Sculptra, the latest weapon against what has been called the modern scarlet letter--cheek wasting--consists of a chemical called synthetic polylactic acid that has been used in dissolvable stitches, bone screws and facial implants. But though it has been shown to increase skin thickness and add volume to facial tissue in a small sample of HIV-positive white men, other populations--including healthy ones--need to be tested. Men normally have thicker skin than women, while ethnicity is another variable. Irish skin, for example, is thinner than Asian skin, said Dr. Iliana Sweis of the North Shore Center for Plastic Surgery.
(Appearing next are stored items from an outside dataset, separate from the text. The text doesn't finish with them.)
use crate::{
    db::DbPool,
    entities::{expense, item, user},
    errors::ServiceError,
    events::{Event, EventSender},
    models::{ExpenseNature, ExpenseType},
};
use chrono::Utc;
use rust_decimal::Decimal;
use sea_orm::{
    ActiveModelTrait, ColumnTrait, EntityTrait, QueryFilter, QueryOrder, Set,
};
use serde::{Deserialize, Serialize};
use std::sync::Arc;
use tracing::{info, instrument, warn};
use uuid::Uuid;
use validator::Validate;

#[derive(Debug, Serialize, Deserialize, Validate, utoipa::ToSchema)]
pub struct CreateExpenseRequest {
    #[validate(length(min = 1, message = "Description is required"))]
    pub description: String,
    pub amount: Decimal,
    /// Defaults to INGREDIENT when omitted.
    pub expense_type: Option<ExpenseType>,
    /// Defaults to the nature implied by the expense type.
    pub nature: Option<ExpenseNature>,
    pub item_id: Option<Uuid>,
    pub user_id: Option<Uuid>,
}

#[derive(Debug, Serialize, Deserialize, Validate, utoipa::ToSchema)]
pub struct UpdateExpenseRequest {
    #[validate(length(min = 1, message = "Description is required"))]
    pub description: Option<String>,
    pub amount: Option<Decimal>,
    pub expense_type: Option<ExpenseType>,
    pub nature: Option<ExpenseNature>,
    pub item_id: Option<Uuid>,
    pub user_id: Option<Uuid>,
}

/// List filters accepted by `GET /expenses`.
#[derive(Debug, Default, Deserialize, utoipa::IntoParams)]
#[into_params(parameter_in = Query)]
pub struct ExpenseFilter {
    pub item_id: Option<Uuid>,
    pub user_id: Option<Uuid>,
    pub expense_type: Option<ExpenseType>,
    pub nature: Option<ExpenseNature>,
}

/// Resolve the (type, nature) pair from optional inputs, enforcing the
/// DIRECT/INDIRECT type sets.
pub fn classify(
    expense_type: Option<ExpenseType>,
    nature: Option<ExpenseNature>,
) -> Result<(ExpenseType, ExpenseNature), ServiceError> {
    let expense_type = expense_type.unwrap_or(ExpenseType::Ingredient);
    let nature = nature.unwrap_or_else(|| ExpenseNature::for_type(expense_type));

    if !nature.permits(expense_type) {
        return Err(ServiceError::ValidationError(format!(
            "{nature} expenses do not allow type {expense_type}"
        )));
    }

    Ok((expense_type, nature))
}

#[derive(Clone)]
pub struct ExpenseService {
    db_pool: Arc<DbPool>,
    event_sender: Option<Arc<EventSender>>,
}

impl ExpenseService {
    pub fn new(db_pool: Arc<DbPool>, event_sender: Option<Arc<EventSender>>) -> Self {
        Self {
            db_pool,
            event_sender,
        }
    }

    async fn emit(&self, event: Event) {
        if let Some(sender) = &self.event_sender {
            if let Err(e) = sender.send(event).await {
                warn!(error = %e, "failed to send expense event");
            }
        }
    }

    /// Any referenced item or user must live in the actor's organization.
    async fn verify_references(
        &self,
        organization_id: Uuid,
        item_id: Option<Uuid>,
        user_id: Option<Uuid>,
    ) -> Result<(), ServiceError> {
        if let Some(item_id) = item_id {
            let found = item::Entity::find_by_id(item_id)
                .filter(item::Column::OrganizationId.eq(organization_id))
                .one(&*self.db_pool)
                .await?;
            if found.is_none() {
                return Err(ServiceError::NotFound("Item not found".to_string()));
            }
        }

        if let Some(user_id) = user_id {
            let found = user::Entity::find_by_id(user_id)
                .filter(user::Column::OrganizationId.eq(organization_id))
                .one(&*self.db_pool)
                .await?;
            if found.is_none() {
                return Err(ServiceError::NotFound("User not found".to_string()));
            }
        }

        Ok(())
    }

    #[instrument(skip(self, request), fields(description = %request.description))]
    pub async fn create(
        &self,
        organization_id: Uuid,
        request: CreateExpenseRequest,
    ) -> Result<expense::Model, ServiceError> {
        request.validate()?;
        if request.amount < Decimal::ZERO {
            return Err(ServiceError::ValidationError(
                "amount must not be negative".to_string(),
            ));
        }

        let (expense_type, nature) = classify(request.expense_type, request.nature)?;
        self.verify_references(organization_id, request.item_id, request.user_id)
            .await?;

        let created = expense::ActiveModel {
            id: Set(Uuid::new_v4()),
            description: Set(request.description),
            amount: Set(request.amount),
            expense_type: Set(expense_type.to_string()),
            nature: Set(nature.to_string()),
            item_id: Set(request.item_id),
            user_id: Set(request.user_id),
            organization_id: Set(organization_id),
            created_at: Set(Utc::now()),
        }
        .insert(&*self.db_pool)
        .await?;

        info!(expense_id = %created.id, nature = %created.nature, "expense recorded");
        self.emit(Event::ExpenseRecorded(created.id)).await;

        Ok(created)
    }

    #[instrument(skip(self, filter))]
    pub async fn list(
        &self,
        organization_id: Uuid,
        filter: ExpenseFilter,
    ) -> Result<Vec<expense::Model>, ServiceError> {
        let mut query = expense::Entity::find()
            .filter(expense::Column::OrganizationId.eq(organization_id));

        if let Some(item_id) = filter.item_id {
            query = query.filter(expense::Column::ItemId.eq(item_id));
        }
        if let Some(user_id) = filter.user_id {
            query = query.filter(expense::Column::UserId.eq(user_id));
        }
        if let Some(expense_type) = filter.expense_type {
            query = query.filter(expense::Column::ExpenseType.eq(expense_type.to_string()));
        }
        if let Some(nature) = filter.nature {
            query = query.filter(expense::Column::Nature.eq(nature.to_string()));
        }

        Ok(query
            .order_by_desc(expense::Column::CreatedAt)
            .all(&*self.db_pool)
            .await?)
    }

    #[instrument(skip(self))]
    pub async fn get(
        &self,
        organization_id: Uuid,
        expense_id: Uuid,
    ) -> Result<expense::Model, ServiceError> {
        expense::Entity::find_by_id(expense_id)
            .filter(expense::Column::OrganizationId.eq(organization_id))
            .one(&*self.db_pool)
            .await?
            .ok_or_else(|| ServiceError::NotFound("Expense not found".to_string()))
    }

    #[instrument(skip(self, request))]
    pub async fn update(
        &self,
        organization_id: Uuid,
        expense_id: Uuid,
        request: UpdateExpenseRequest,
    ) -> Result<expense::Model, ServiceError> {
        request.validate()?;
        if matches!(request.amount, Some(amount) if amount < Decimal::ZERO) {
            return Err(ServiceError::ValidationError(
                "amount must not be negative".to_string(),
            ));
        }

        let existing = self.get(organization_id, expense_id).await?;

        // Re-derive the classification over the merged values so an
        // update cannot produce an invalid type/nature pairing.
        let current_type: ExpenseType = existing
            .expense_type
            .parse()
            .map_err(|_| ServiceError::InternalError("corrupt expense_type".to_string()))?;
        let current_nature: ExpenseNature = existing
            .nature
            .parse()
            .map_err(|_| ServiceError::InternalError("corrupt nature".to_string()))?;

        let merged_type = request.expense_type.unwrap_or(current_type);
        let merged_nature = if request.nature.is_some() {
            request.nature
        } else if request.expense_type.is_some() {
            // A type change without an explicit nature re-infers it.
            None
        } else {
            Some(current_nature)
        };
        let (expense_type, nature) = classify(Some(merged_type), merged_nature)?;

        self.verify_references(organization_id, request.item_id, request.user_id)
            .await?;

        let mut active: expense::ActiveModel = existing.into();
        if let Some(description) = request.description {
            active.description = Set(description);
        }
        if let Some(amount) = request.amount {
            active.amount = Set(amount);
        }
        active.expense_type = Set(expense_type.to_string());
        active.nature = Set(nature.to_string());
        if let Some(item_id) = request.item_id {
            active.item_id = Set(Some(item_id));
        }
        if let Some(user_id) = request.user_id {
            active.user_id = Set(Some(user_id));
        }

        Ok(active.update(&*self.db_pool).await?)
    }

    #[instrument(skip(self))]
    pub async fn delete(
        &self,
        organization_id: Uuid,
        expense_id: Uuid,
    ) -> Result<(), ServiceError> {
        let existing = self.get(organization_id, expense_id).await?;
        expense::Entity::delete_by_id(existing.id)
            .exec(&*self.db_pool)
            .await?;

        info!(expense_id = %expense_id, "expense deleted");
        Ok(())
    }
}

#[cfg(test)]
mod tests {
    use super::*;
    use rstest::rstest;

    #[test]
    fn classify_defaults_to_direct_ingredient() {
        let (ty, nature) = classify(None, None).unwrap();
        assert_eq!(ty, ExpenseType::Ingredient);
        assert_eq!(nature, ExpenseNature::Direct);
    }

    #[rstest]
    #[case(ExpenseType::Rent, ExpenseNature::Indirect)]
    #[case(ExpenseType::Packaging, ExpenseNature::Direct)]
    #[case(ExpenseType::Salary, ExpenseNature::Indirect)]
    fn classify_infers_nature_from_type(
        #[case] ty: ExpenseType,
        #[case] expected: ExpenseNature,
    ) {
        let (_, nature) = classify(Some(ty), None).unwrap();
        assert_eq!(nature, expected);
    }

    #[rstest]
    #[case(ExpenseType::Rent, ExpenseNature::Direct)]
    #[case(ExpenseType::Ingredient, ExpenseNature::Indirect)]
    fn classify_rejects_mismatched_pairs(#[case] ty: ExpenseType, #[case] nature: ExpenseNature) {
        assert!(classify(Some(ty), Some(nature)).is_err());
    }

    #[test]
    fn classify_rejects_indirect_without_type() {
        // Nature alone defaults the type to INGREDIENT, which INDIRECT
        // does not permit.
        assert!(classify(None, Some(ExpenseNature::Indirect)).is_err());
    }
}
As a condition of approval by the Food and Drug Administration, the manufacturer, Dermik Laboratories, will study 100 patients, including at least 30 women and 30 people with dark skin, for five years to evaluate Sculptra's long-term safety. Long-term side effects are not known because follow-up data in the studies cited to the FDA were kept for only two years. Short-term reactions can include bleeding, hematomas, infections, abscesses and damage to the nerves, according to German doctor Ziya Saylan, who has used the product for several years and testified before the FDA.

"The material creates an inflammatory reaction by irritating the surrounding tissue," said Dr. Ed Lorenc, associate professor of plastic surgery at New York University Medical School, who, like Sweis, won't offer Sculptra to patients for purely cosmetic reasons. "That's where you get the effect. But [in HIV patients] the immune system is suppressed. How will that translate in someone who is not immune compromised?"

Time will tell, because doctors are free to prescribe it to healthy people for off-label use.